Lambert Township is a township in Red Lake County, Minnesota, United States. The population was 154 at the 2000 census.

Lambert Township bears the name of Francois Lambert, a county official.

==Geography==
According to the United States Census Bureau, the township has a total area of 35.7 sqmi, all land.

==Demographics==
As of the census of 2000, there were 154 people, 64 households, and 44 families residing in the township. The population density was 4.3 PD/sqmi. There were 69 housing units at an average density of 1.9 /sqmi. The racial makeup of the township was 100.00% White.

There were 64 households, out of which 18.8% had children under the age of 18 living with them, 60.9% were married couples living together, 3.1% had a female householder with no husband present, and 29.7% were non-families. 23.4% of all households were made up of individuals, and 12.5% had someone living alone who was 65 years of age or older. The average household size was 2.41 and the average family size was 2.80.

In the township the population was spread out, with 18.8% under the age of 18, 8.4% from 18 to 24, 23.4% from 25 to 44, 35.1% from 45 to 64, and 14.3% who were 65 years of age or older. The median age was 44 years. For every 100 females, there were 126.5 males.

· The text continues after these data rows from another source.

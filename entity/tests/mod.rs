/*
 * SPDX-FileCopyrightText: 2025 Wavelens UG <info@wavelens.io>
 *
 * SPDX-License-Identifier: AGPL-3.0-only
 */

//! Test modules for entity package
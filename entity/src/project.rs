/*
 * SPDX-FileCopyrightText: 2025 Wavelens UG <info@wavelens.io>
 *
 * SPDX-License-Identifier: AGPL-3.0-only
 */

use chrono::NaiveDateTime;
use sea_orm::entity::prelude::*;
use serde::{Deserialize, Serialize};
use uuid::Uuid;

/// When the rollup status across sibling builds of a commit is published.
#[derive(Debug, Clone, Copy, PartialEq, Eq, DeriveActiveEnum, EnumIter, Deserialize, Serialize)]
#[sea_orm(rs_type = "i16", db_type = "Integer")]
pub enum SummaryCheck {
    #[sea_orm(num_value = 0)]
    Never,
    #[sea_orm(num_value = 1)]
    Auto,
    #[sea_orm(num_value = 2)]
    Always,
}

#[derive(Clone, Debug, PartialEq, DeriveEntityModel, Deserialize, Serialize)]
#[sea_orm(table_name = "project")]
pub struct Model {
    #[sea_orm(primary_key, auto_increment = false)]
    pub id: Uuid,
    pub account: Uuid,
    pub name: String,
    pub pr_comment_enabled: bool,
    pub summary_check: SummaryCheck,
    pub github_repository: Option<Uuid>,
    pub gitlab_project: Option<Uuid>,
    pub created_at: NaiveDateTime,
}

#[derive(Copy, Clone, Debug, EnumIter, DeriveRelation)]
pub enum Relation {
    #[sea_orm(
        belongs_to = "super::account::Entity",
        from = "Column::Account",
        to = "super::account::Column::Id"
    )]
    Account,
    #[sea_orm(
        belongs_to = "super::github_repository::Entity",
        from = "Column::GithubRepository",
        to = "super::github_repository::Column::Id"
    )]
    GithubRepository,
    #[sea_orm(
        belongs_to = "super::gitlab_project::Entity",
        from = "Column::GitlabProject",
        to = "super::gitlab_project::Column::Id"
    )]
    GitlabProject,
}

impl ActiveModelBehavior for ActiveModel {}
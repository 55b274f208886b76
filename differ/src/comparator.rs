/*
 * SPDX-FileCopyrightText: 2025 Wavelens UG <info@wavelens.io>
 *
 * SPDX-License-Identifier: AGPL-3.0-only
 */

use argos_core::consts::{DEFAULT_FUZZ, NOISE_FLOOR};
use argos_core::error::JobError;
use image::{DynamicImage, ImageFormat, Rgba, RgbaImage, imageops};
use std::path::{Path, PathBuf};
use thiserror::Error;

const HIGHLIGHT: Rgba<u8> = Rgba([255, 0, 0, 255]);

#[derive(Debug, Error)]
pub enum CompareError {
    #[error("image file {} does not exist", .0.display())]
    MissingFile(PathBuf),
    #[error("failed to decode image {}: {source}", .path.display())]
    Decode {
        path: PathBuf,
        #[source]
        source: image::ImageError,
    },
    #[error("failed to write diff image {}: {source}", .path.display())]
    Write {
        path: PathBuf,
        #[source]
        source: image::ImageError,
    },
}

impl From<CompareError> for JobError {
    fn from(e: CompareError) -> Self {
        JobError::Unretryable(e.to_string())
    }
}

#[derive(Debug, Clone, Copy, PartialEq)]
pub struct CompareOptions {
    /// Colour distance in `[0, 1]` below which two pixels count as equal.
    pub fuzz: f64,
    /// Scores below this collapse to zero.
    pub noise_floor: f64,
}

impl Default for CompareOptions {
    fn default() -> Self {
        Self {
            fuzz: DEFAULT_FUZZ,
            noise_floor: NOISE_FLOOR,
        }
    }
}

#[derive(Debug, Clone)]
pub struct ImageDifference {
    pub width: u32,
    pub height: u32,
    pub pixels_different: u64,
    pub score: f64,
    /// Only present when `score > 0`.
    pub diff_image: Option<RgbaImage>,
}

/// Compares two images on the bounding canvas of both.
///
/// Smaller images are padded with transparent pixels anchored top-left and are
/// never scaled, so a size change shows up as a difference along the new edge.
pub fn compare_images(
    base: &DynamicImage,
    compare: &DynamicImage,
    options: &CompareOptions,
) -> ImageDifference {
    let width = base.width().max(compare.width());
    let height = base.height().max(compare.height());

    let base = pad_to_canvas(base, width, height);
    let compare = pad_to_canvas(compare, width, height);

    let mut diff_image = RgbaImage::new(width, height);
    let mut pixels_different = 0u64;

    for (x, y, pixel) in base.enumerate_pixels() {
        if color_distance(pixel, compare.get_pixel(x, y)) > options.fuzz {
            pixels_different += 1;
            diff_image.put_pixel(x, y, HIGHLIGHT);
        }
    }

    let area = u64::from(width) * u64::from(height);
    let score = if area == 0 {
        0.0
    } else {
        pixels_different as f64 / area as f64
    };
    let score = if score < options.noise_floor { 0.0 } else { score };

    ImageDifference {
        width,
        height,
        pixels_different,
        score,
        diff_image: (score > 0.0).then_some(diff_image),
    }
}

pub fn compare_files(
    base: &Path,
    compare: &Path,
    options: &CompareOptions,
) -> Result<ImageDifference, CompareError> {
    let base = load_image(base)?;
    let compare = load_image(compare)?;
    Ok(compare_images(&base, &compare, options))
}

pub fn write_diff_image(image: &RgbaImage, path: &Path) -> Result<(), CompareError> {
    image
        .save_with_format(path, ImageFormat::Png)
        .map_err(|source| CompareError::Write {
            path: path.to_path_buf(),
            source,
        })
}

/// Reads only the image header.
pub fn image_dimensions(path: &Path) -> Result<(u32, u32), CompareError> {
    if !path.is_file() {
        return Err(CompareError::MissingFile(path.to_path_buf()));
    }

    image::image_dimensions(path).map_err(|source| CompareError::Decode {
        path: path.to_path_buf(),
        source,
    })
}

fn load_image(path: &Path) -> Result<DynamicImage, CompareError> {
    if !path.is_file() {
        return Err(CompareError::MissingFile(path.to_path_buf()));
    }

    image::open(path).map_err(|source| CompareError::Decode {
        path: path.to_path_buf(),
        source,
    })
}

fn pad_to_canvas(image: &DynamicImage, width: u32, height: u32) -> RgbaImage {
    let rgba = image.to_rgba8();
    if rgba.dimensions() == (width, height) {
        return rgba;
    }

    let mut canvas = RgbaImage::new(width, height);
    imageops::replace(&mut canvas, &rgba, 0, 0);
    canvas
}

/// Euclidean distance of alpha-premultiplied RGBA, normalised to `[0, 1]`.
fn color_distance(a: &Rgba<u8>, b: &Rgba<u8>) -> f64 {
    let a = premultiply(a);
    let b = premultiply(b);

    let sum: f64 = a.iter().zip(b.iter()).map(|(x, y)| (x - y).powi(2)).sum();
    sum.sqrt() / 2.0
}

fn premultiply(pixel: &Rgba<u8>) -> [f64; 4] {
    let [r, g, b, a] = pixel.0.map(|channel| f64::from(channel) / 255.0);
    [r * a, g * a, b * a, a]
}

For every 100 females age 18 and over, there were 135.8 males.

The median income for a household in the township was $33,750, and the median income for a family was $35,000. Males had a median income of $26,250 versus $20,781 for females. The per capita income for the township was $15,888. None of the families and 1.4% of the population were living below the poverty line.